## Task prompt
Show me every line in the listing that has the word "assert".
--- START ---
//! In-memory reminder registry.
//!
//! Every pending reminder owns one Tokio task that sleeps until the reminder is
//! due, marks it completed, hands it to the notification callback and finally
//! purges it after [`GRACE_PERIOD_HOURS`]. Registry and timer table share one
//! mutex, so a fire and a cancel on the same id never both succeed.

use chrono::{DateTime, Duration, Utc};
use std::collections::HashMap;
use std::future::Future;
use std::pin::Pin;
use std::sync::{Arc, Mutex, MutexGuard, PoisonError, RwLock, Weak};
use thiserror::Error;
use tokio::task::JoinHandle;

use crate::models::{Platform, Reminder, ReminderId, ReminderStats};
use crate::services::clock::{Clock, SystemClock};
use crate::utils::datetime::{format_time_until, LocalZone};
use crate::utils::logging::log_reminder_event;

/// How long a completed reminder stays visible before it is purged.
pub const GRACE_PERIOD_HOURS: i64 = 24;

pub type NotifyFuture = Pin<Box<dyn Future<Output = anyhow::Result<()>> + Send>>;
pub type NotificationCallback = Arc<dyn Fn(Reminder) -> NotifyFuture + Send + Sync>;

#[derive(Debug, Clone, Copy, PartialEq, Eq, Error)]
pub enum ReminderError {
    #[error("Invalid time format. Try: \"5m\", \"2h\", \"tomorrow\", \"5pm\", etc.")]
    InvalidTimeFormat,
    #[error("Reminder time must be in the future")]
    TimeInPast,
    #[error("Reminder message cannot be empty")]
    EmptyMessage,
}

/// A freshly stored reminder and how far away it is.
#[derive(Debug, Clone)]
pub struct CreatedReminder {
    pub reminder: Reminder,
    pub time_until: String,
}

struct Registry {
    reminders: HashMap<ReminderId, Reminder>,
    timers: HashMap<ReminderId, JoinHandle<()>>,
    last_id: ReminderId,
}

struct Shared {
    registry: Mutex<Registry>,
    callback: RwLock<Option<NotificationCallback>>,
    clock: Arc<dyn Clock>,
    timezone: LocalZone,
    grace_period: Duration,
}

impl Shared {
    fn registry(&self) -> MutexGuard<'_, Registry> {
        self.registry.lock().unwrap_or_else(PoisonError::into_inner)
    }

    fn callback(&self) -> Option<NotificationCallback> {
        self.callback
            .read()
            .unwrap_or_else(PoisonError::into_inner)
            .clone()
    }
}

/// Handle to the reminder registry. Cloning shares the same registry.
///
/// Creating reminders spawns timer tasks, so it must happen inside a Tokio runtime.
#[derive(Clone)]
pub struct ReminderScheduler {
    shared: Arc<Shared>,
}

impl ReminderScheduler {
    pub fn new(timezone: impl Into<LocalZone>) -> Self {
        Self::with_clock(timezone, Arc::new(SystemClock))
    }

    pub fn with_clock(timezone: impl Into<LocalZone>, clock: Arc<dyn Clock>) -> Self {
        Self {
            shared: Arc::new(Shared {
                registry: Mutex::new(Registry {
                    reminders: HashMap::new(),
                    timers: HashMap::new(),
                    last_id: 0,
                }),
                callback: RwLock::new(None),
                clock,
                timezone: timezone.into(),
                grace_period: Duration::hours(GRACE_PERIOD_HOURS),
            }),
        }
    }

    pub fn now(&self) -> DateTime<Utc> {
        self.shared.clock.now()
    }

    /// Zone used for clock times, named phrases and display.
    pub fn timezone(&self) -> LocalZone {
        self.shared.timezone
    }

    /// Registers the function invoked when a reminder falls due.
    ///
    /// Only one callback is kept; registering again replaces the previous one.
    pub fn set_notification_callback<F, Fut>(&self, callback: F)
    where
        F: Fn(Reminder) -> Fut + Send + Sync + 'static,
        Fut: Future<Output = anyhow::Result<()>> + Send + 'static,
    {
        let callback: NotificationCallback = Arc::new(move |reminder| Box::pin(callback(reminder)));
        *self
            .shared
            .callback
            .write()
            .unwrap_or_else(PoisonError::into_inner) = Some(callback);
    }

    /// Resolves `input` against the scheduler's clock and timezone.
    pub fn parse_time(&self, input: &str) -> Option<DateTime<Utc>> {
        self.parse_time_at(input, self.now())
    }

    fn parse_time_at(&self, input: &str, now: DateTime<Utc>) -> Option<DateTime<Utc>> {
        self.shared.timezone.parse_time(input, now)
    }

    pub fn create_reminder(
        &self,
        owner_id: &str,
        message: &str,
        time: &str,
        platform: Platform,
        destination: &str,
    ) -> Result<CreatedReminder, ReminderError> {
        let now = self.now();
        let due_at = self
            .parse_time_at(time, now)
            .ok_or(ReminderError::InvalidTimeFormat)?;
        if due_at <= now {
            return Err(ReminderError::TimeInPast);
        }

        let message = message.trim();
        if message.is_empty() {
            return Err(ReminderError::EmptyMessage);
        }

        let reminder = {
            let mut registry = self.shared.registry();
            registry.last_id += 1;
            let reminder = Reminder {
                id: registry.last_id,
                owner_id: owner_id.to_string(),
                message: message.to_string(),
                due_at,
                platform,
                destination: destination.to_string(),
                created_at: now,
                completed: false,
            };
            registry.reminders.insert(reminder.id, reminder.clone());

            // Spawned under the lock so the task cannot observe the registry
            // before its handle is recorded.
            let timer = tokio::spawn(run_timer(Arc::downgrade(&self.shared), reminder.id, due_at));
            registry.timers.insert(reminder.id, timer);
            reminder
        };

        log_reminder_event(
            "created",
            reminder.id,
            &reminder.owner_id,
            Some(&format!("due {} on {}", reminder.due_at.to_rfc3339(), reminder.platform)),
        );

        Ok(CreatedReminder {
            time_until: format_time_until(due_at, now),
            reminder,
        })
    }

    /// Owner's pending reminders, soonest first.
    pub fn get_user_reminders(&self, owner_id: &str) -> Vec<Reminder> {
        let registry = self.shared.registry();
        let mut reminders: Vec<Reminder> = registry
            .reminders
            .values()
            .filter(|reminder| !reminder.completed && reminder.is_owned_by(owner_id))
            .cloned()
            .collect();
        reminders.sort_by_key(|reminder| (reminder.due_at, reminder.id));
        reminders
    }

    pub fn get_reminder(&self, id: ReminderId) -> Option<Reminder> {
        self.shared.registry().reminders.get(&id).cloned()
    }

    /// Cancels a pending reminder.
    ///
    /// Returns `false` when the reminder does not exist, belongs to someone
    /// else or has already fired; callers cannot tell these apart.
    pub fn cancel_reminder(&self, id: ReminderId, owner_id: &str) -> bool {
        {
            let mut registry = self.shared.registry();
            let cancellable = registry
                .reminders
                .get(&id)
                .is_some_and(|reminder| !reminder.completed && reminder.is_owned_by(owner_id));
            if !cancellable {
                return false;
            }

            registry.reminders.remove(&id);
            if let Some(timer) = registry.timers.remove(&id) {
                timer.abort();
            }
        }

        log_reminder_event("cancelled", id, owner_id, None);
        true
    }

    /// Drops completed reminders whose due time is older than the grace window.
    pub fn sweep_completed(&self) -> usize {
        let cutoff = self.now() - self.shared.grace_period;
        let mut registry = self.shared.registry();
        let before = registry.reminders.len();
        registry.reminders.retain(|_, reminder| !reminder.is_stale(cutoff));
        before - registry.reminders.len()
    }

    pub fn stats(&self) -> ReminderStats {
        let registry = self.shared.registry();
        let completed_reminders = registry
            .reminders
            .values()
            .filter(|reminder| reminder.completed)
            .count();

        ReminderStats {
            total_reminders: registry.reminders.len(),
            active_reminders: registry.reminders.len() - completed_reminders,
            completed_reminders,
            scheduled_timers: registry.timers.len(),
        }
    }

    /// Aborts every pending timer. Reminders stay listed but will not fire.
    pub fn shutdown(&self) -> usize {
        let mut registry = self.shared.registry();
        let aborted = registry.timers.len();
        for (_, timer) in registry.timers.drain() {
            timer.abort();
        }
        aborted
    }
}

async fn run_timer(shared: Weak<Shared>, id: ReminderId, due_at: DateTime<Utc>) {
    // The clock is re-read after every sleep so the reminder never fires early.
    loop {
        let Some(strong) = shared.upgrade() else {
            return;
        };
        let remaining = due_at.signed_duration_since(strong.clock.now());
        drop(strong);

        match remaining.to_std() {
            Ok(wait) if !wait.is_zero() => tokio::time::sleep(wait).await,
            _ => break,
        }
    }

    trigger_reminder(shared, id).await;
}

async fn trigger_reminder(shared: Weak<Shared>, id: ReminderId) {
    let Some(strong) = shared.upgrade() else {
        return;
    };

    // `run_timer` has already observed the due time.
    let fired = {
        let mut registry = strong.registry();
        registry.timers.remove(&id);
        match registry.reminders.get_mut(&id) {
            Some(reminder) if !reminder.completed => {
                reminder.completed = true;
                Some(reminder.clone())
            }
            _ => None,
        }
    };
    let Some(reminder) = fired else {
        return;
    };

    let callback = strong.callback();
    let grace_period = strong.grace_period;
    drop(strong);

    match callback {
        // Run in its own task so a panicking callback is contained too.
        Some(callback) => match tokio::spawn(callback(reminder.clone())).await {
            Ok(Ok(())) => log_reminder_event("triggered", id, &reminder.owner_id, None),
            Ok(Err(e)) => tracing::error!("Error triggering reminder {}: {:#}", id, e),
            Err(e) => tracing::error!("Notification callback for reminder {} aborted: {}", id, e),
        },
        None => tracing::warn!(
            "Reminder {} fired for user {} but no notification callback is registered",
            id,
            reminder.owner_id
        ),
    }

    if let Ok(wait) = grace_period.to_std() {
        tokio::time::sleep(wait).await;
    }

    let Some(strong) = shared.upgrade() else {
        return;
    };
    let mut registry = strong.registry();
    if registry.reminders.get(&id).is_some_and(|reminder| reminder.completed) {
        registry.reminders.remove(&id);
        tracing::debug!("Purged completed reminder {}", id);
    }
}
--- END ---
--- START ---
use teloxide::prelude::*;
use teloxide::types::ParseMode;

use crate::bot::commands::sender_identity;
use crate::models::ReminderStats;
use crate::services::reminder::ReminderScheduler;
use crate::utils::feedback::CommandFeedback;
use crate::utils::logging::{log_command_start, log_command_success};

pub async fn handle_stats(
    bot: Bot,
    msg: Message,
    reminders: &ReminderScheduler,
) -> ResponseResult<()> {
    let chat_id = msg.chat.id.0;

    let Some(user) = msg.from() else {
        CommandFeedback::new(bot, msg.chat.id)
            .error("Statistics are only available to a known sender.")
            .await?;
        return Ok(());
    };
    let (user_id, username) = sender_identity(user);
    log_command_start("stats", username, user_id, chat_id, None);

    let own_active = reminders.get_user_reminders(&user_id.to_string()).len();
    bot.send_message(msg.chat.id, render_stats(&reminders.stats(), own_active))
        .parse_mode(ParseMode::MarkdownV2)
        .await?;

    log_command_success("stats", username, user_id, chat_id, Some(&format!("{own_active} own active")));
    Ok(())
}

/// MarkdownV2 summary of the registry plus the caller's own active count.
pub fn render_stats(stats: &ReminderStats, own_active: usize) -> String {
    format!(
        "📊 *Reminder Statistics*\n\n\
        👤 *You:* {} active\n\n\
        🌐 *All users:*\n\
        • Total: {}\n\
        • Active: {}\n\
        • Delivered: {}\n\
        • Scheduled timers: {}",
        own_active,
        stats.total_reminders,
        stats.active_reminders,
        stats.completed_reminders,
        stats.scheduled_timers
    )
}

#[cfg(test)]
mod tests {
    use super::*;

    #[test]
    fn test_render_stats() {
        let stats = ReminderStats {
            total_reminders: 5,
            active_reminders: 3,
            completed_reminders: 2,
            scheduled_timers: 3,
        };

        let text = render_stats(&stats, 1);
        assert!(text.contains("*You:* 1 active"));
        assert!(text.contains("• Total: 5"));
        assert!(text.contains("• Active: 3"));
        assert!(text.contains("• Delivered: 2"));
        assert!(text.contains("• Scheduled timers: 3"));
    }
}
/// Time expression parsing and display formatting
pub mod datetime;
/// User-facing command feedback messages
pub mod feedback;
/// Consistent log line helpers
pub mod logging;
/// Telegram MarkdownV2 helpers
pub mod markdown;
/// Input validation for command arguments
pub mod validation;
--- END ---
## Task solution
        assert!(text.contains("*You:* 1 active"));
        assert!(text.contains("• Total: 5"));
        assert!(text.contains("• Active: 3"));
        assert!(text.contains("• Delivered: 2"));
        assert!(text.contains("• Scheduled timers: 3"));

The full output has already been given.